When interpreted by the JavaScript parser, these four bytes are interpreted as an equals sign, space, single quote, space. This, in turn, causes a JavaScript parser to read the file as a variable declaration, followed by more JavaScript statements, and ending with a long garbage comment.

So, why is this interesting? Is it a horrible security hole?

No, not really.

Back before IE8, IE would eagerly seek out HTML even inside files served as images, and as a consequence, websites that accepted user-supplied images and served those images were at risk because any HTML documents “sniffed” from the files would be running in the security context of the victim site. IE8 changed things such that HTML would never be sniffed from files delivered with an image/ MIME type.

MIME-Sniffing HTML from images was much more dangerous than sniffing script, because script runs in the context of the hosting page, not in the context of the server that delivers the image/script. So, in order for something bad to happen today, a victim site must not only allow polyglot files to be uploaded, but also it must allow an attacker to inject a <SCRIPT SRC> tag into the markup that the site serves. In most cases, this is not very practical/interesting (especially because any such injection probably would be an XSS in and of itself).

Nevertheless, there’s still a bit of interest here because polyglot files could conceivably be used as an attack against Content Security Policy. Consider a CSP-protected site that decides to allow visitors to specify any SCRIPT SRC they like, relying on CSP to ensure that the SRC attribute points to a “safe” server. Also, our victim site must allow image uploads to a path under the CSP-specified script-src. With a polyglot file, the server is conceivably at risk, despite CSP.

There are a few best practices that help protect against attacks like this:

  1. Don’t ever serve user-submitted content from your application’s domain. If your application runs on example.com, serve user-submitted content from example-usercontent.com.
  2. When specifying a CSP script-src directive, ensure that it specifies a location where only known and trusted scripts reside.
  3. Consider resaving (and optimizing) user-submitted image files. Reencoding image files can improve performance, privacy (dropping GPS coordinates, etc), and security (by breaking polyglots).
  4. When serving user-submitted image files, serve them with the X-Content-Type-Options: nosniff response header.

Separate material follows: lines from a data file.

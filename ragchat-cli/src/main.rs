use anyhow::Result;
use clap::Parser;
use ragchat_cli::{Cli, execute, telemetry};

#[tokio::main]
async fn main() -> Result<()> {
    // Values from .env never override variables already set in the environment.
    dotenvy::dotenv().ok();

    let cli = Cli::parse();
    telemetry::init(cli.default_log_level())?;

    execute(cli).await
}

The last item bears some explanation. Back in IE9, the MIME-Sniffing logic was improved such that a SCRIPT element whose response bore the nosniff directive would be rejected if the MIME type does not match one of the following values ["text/javascript", "application/javascript", "text/ecmascript", "application/ecmascript", "text/x-javascript", "application/x-javascript", "text/jscript", "text/vbscript", "text/vbs"]. This protection was added to help protect against other types of attacks (specifically, the leaking of cross-origin information in JavaScript error objects) but it’s useful here as well.

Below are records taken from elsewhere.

//! Vector store trait for storing and searching vector embeddings.

use async_trait::async_trait;
use serde::{Deserialize, Serialize};

use crate::document::{Chunk, SearchResult};
use crate::error::{RagError, Result};

/// Parameters fixed when a collection is created.
#[derive(Debug, Clone, PartialEq, Serialize, Deserialize)]
pub struct CollectionSpec {
    /// Collection name.
    pub name: String,
    /// Length of every vector stored in the collection.
    pub dimensions: usize,
    /// Embedding model the vectors were produced with.
    pub embedding_model: String,
}

impl CollectionSpec {
    /// Create a spec for `name` holding `dimensions`-long vectors from `embedding_model`.
    pub fn new(
        name: impl Into<String>,
        dimensions: usize,
        embedding_model: impl Into<String>,
    ) -> Self {
        Self { name: name.into(), dimensions, embedding_model: embedding_model.into() }
    }

    /// Check that an existing collection is compatible with `other`.
    pub(crate) fn ensure_compatible(&self, other: &CollectionSpec) -> Result<()> {
        if self.dimensions != other.dimensions {
            return Err(RagError::DimensionMismatch {
                expected: self.dimensions,
                actual: other.dimensions,
            });
        }
        if self.embedding_model != other.embedding_model {
            return Err(RagError::VectorStoreError {
                backend: "collection".to_string(),
                message: format!(
                    "collection '{}' was built with embedding model '{}', not '{}'; rebuild the index",
                    self.name, self.embedding_model, other.embedding_model
                ),
            });
        }
        Ok(())
    }

    /// Check that `embedding` has this collection's dimensionality.
    pub(crate) fn ensure_dimensions(&self, embedding: &[f32]) -> Result<()> {
        if embedding.len() != self.dimensions {
            return Err(RagError::DimensionMismatch {
                expected: self.dimensions,
                actual: embedding.len(),
            });
        }
        Ok(())
    }
}

/// A storage backend for vector embeddings with similarity search.
///
/// Implementations manage named collections of [`Chunk`]s and support
/// upserting, deleting, and searching by vector similarity.
///
/// # Example
///
/// ```rust,ignore
/// use ragchat_rag::{CollectionSpec, InMemoryVectorStore, VectorStore};
///
/// let store = InMemoryVectorStore::new();
/// store.create_collection(&CollectionSpec::new("docs", 384, "mock")).await?;
/// store.upsert("docs", &chunks).await?;
/// let results = store.search("docs", &query_embedding, 5).await?;
/// ```
#[async_trait]
pub trait VectorStore: Send + Sync {
    /// Human-readable description of where the data lives, used in errors.
    fn location(&self) -> String;

    /// Create a collection. No-op if a compatible one already exists.
    ///
    /// Fails if a collection of that name exists with different dimensions
    /// or embedding model.
    async fn create_collection(&self, spec: &CollectionSpec) -> Result<()>;

    /// Delete a named collection and all its data.
    async fn delete_collection(&self, name: &str) -> Result<()>;

    /// Return the spec of a collection, or `None` if it does not exist.
    async fn collection(&self, name: &str) -> Result<Option<CollectionSpec>>;

    /// Whether a named collection exists.
    async fn collection_exists(&self, name: &str) -> Result<bool> {
        Ok(self.collection(name).await?.is_some())
    }

    /// Remove every collection together with any persisted state.
    async fn clear(&self) -> Result<()>;

    /// Upsert chunks into a collection. Chunks must have embeddings set.
    async fn upsert(&self, collection: &str, chunks: &[Chunk]) -> Result<()>;

    /// Delete chunks by their IDs from a collection.
    async fn delete(&self, collection: &str, ids: &[&str]) -> Result<()>;

    /// Number of chunks stored in a collection.
    async fn count(&self, collection: &str) -> Result<usize>;

    /// Search for the `top_k` most similar chunks to the given embedding.
    ///
    /// Returns results ordered by descending similarity score. Fails with
    /// [`RagError::StoreNotFound`] if the collection does not exist.
    async fn search(
        &self,
        collection: &str,
        embedding: &[f32],
        top_k: usize,
    ) -> Result<Vec<SearchResult>>;
}

/// Compute cosine similarity between two vectors.
///
/// Returns 0.0 if either vector has zero magnitude.
pub fn cosine_similarity(a: &[f32], b: &[f32]) -> f32 {
    let dot: f32 = a.iter().zip(b.iter()).map(|(x, y)| x * y).sum();
    let norm_a: f32 = a.iter().map(|x| x * x).sum::<f32>().sqrt();
    let norm_b: f32 = b.iter().map(|x| x * x).sum::<f32>().sqrt();
    if norm_a == 0.0 || norm_b == 0.0 {
        return 0.0;
    }
    dot / (norm_a * norm_b)
}

/// Score every chunk against `query` and keep the `top_k` best, nearest first.
///
/// Ties are broken by chunk id so results are deterministic.
pub(crate) fn rank<'a>(
    chunks: impl Iterator<Item = &'a Chunk>,
    query: &[f32],
    top_k: usize,
) -> Vec<SearchResult> {
    let mut scored: Vec<SearchResult> = chunks
        .map(|chunk| {
            let score = cosine_similarity(&chunk.embedding, query);
            SearchResult { chunk: chunk.clone(), score }
        })
        .collect();

    scored.sort_by(|a, b| {
        b.score
            .partial_cmp(&a.score)
            .unwrap_or(std::cmp::Ordering::Equal)
            .then_with(|| a.chunk.id.cmp(&b.chunk.id))
    });
    scored.truncate(top_k);
    scored
}

#[cfg(test)]
mod tests {
    use super::*;

    #[test]
    fn cosine_of_parallel_vectors_is_one() {
        let score = cosine_similarity(&[1.0, 2.0, 3.0], &[2.0, 4.0, 6.0]);
        assert!((score - 1.0).abs() < 1e-6);
    }

    #[test]
    fn cosine_with_zero_vector_is_zero() {
        assert_eq!(cosine_similarity(&[0.0, 0.0], &[1.0, 1.0]), 0.0);
    }

    #[test]
    fn incompatible_specs_are_rejected() {
        let built = CollectionSpec::new("docs", 3, "small");
        assert!(built.ensure_compatible(&CollectionSpec::new("docs", 3, "small")).is_ok());
        assert!(matches!(
            built.ensure_compatible(&CollectionSpec::new("docs", 4, "small")),
            Err(RagError::DimensionMismatch { expected: 3, actual: 4 })
        ));
        assert!(built.ensure_compatible(&CollectionSpec::new("docs", 3, "large")).is_err());
    }
}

We can add this response header using Fiddler's Filters tab to prototype the effect. As you can see below, Chrome 39 also supports the nosniff directive, but Firefox 36 does not:

image

 

As far-fetched as the attack scenario may be, it still may make sense for browser vendors to require a proper MIME type on any SCRIPT response when CSP is in use. They might even want to broaden the existing logic such that image/ responses can never be used as anything other than an image.